(Data records Opens)
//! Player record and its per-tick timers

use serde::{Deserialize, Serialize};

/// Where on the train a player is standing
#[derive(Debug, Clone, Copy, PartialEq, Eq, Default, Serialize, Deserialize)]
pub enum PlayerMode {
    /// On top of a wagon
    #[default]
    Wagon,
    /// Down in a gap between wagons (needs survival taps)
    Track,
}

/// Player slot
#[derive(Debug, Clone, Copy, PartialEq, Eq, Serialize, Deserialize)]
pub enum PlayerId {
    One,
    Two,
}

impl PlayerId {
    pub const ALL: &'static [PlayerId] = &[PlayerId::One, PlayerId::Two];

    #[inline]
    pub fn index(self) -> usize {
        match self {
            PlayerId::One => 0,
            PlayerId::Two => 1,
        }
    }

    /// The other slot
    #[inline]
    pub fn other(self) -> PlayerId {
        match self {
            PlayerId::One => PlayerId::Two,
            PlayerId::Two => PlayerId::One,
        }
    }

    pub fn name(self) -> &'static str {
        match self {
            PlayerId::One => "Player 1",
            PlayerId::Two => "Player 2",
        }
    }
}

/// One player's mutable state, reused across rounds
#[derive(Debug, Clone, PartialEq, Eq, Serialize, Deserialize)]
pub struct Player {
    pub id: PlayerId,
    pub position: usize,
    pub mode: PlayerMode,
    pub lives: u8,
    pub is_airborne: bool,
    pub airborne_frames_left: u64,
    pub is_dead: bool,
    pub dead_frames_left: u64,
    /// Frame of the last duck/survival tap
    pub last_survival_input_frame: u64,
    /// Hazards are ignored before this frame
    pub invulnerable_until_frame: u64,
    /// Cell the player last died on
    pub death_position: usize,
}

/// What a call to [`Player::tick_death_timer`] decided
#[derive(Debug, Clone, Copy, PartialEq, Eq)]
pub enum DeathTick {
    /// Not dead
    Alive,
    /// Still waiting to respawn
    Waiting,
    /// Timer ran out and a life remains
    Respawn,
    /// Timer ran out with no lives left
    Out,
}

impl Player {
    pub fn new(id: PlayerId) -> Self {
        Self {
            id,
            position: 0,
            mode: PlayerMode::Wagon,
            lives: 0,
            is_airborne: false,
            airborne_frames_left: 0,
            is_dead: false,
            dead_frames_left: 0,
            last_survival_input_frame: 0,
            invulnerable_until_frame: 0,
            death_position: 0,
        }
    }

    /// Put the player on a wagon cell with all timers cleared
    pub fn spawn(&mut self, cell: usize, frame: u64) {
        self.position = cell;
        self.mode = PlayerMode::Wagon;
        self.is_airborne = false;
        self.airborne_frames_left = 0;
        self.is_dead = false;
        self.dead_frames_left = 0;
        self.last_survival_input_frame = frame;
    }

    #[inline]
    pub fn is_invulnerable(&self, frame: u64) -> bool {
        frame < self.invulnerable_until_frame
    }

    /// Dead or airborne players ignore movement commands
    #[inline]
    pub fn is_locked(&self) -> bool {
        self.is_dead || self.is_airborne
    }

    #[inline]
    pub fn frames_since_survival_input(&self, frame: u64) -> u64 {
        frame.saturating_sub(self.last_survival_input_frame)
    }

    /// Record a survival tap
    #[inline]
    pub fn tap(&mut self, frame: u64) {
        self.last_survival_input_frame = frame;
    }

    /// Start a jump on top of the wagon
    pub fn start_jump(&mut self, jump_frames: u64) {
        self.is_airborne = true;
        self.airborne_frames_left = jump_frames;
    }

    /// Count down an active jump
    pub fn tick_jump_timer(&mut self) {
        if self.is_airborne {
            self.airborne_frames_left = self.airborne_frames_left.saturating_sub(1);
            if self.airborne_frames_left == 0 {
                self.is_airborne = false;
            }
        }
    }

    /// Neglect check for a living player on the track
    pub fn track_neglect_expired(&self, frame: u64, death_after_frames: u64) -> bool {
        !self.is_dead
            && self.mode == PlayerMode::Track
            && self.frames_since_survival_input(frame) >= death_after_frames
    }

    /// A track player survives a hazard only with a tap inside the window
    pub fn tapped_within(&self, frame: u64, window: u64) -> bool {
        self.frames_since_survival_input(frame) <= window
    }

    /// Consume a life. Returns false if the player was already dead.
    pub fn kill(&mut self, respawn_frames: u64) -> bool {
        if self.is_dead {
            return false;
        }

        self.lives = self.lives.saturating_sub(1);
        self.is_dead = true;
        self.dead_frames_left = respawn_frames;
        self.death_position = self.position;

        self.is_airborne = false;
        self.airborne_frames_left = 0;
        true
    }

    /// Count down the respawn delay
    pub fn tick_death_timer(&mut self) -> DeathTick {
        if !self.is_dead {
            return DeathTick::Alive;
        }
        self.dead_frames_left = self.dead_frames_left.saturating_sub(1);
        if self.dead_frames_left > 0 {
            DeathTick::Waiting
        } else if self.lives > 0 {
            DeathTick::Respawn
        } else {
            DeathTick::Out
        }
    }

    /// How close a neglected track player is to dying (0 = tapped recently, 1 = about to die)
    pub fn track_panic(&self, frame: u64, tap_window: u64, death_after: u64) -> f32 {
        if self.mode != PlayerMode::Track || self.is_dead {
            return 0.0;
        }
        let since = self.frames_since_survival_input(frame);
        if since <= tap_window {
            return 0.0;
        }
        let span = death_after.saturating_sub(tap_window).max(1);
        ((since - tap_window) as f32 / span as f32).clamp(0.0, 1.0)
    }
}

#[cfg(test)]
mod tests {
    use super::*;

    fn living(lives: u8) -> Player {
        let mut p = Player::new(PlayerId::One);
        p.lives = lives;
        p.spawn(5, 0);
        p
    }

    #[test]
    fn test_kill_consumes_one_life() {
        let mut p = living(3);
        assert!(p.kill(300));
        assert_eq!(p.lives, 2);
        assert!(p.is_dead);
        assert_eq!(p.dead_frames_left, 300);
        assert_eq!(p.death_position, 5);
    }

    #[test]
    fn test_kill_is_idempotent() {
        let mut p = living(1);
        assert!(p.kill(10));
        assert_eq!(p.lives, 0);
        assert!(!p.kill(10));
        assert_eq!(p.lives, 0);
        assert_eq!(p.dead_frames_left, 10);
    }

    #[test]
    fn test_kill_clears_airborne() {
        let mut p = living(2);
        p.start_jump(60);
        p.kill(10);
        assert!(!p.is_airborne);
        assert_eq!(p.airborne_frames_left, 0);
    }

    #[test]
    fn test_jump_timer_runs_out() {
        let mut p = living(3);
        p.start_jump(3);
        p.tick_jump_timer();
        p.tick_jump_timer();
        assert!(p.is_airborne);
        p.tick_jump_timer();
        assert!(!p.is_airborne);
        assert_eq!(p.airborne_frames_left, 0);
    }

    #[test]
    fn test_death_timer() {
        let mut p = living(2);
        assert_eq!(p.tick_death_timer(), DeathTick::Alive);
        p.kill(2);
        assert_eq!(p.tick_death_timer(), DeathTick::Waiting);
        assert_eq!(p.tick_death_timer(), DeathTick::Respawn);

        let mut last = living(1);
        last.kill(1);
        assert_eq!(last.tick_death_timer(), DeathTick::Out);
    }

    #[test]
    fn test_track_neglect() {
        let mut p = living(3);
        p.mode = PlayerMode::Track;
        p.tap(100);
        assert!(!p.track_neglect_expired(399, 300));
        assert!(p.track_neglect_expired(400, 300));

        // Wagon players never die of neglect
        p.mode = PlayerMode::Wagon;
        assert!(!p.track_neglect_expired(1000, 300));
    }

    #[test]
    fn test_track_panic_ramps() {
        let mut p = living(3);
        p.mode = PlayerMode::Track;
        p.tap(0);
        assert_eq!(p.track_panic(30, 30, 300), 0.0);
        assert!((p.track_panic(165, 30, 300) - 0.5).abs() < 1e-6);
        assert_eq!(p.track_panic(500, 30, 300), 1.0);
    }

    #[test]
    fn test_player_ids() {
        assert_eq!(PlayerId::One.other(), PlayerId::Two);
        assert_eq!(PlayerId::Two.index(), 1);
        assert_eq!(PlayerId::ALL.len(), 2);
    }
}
(Data records Closes)
The problem:
Using the listing above, gather each line that holds the string "DeathTick" and copy it.

Answer section:
pub enum DeathTick {
    pub fn tick_death_timer(&mut self) -> DeathTick {
            return DeathTick::Alive;
            DeathTick::Waiting
            DeathTick::Respawn
            DeathTick::Out
        assert_eq!(p.tick_death_timer(), DeathTick::Alive);
        assert_eq!(p.tick_death_timer(), DeathTick::Waiting);
        assert_eq!(p.tick_death_timer(), DeathTick::Respawn);
        assert_eq!(last.tick_death_timer(), DeathTick::Out);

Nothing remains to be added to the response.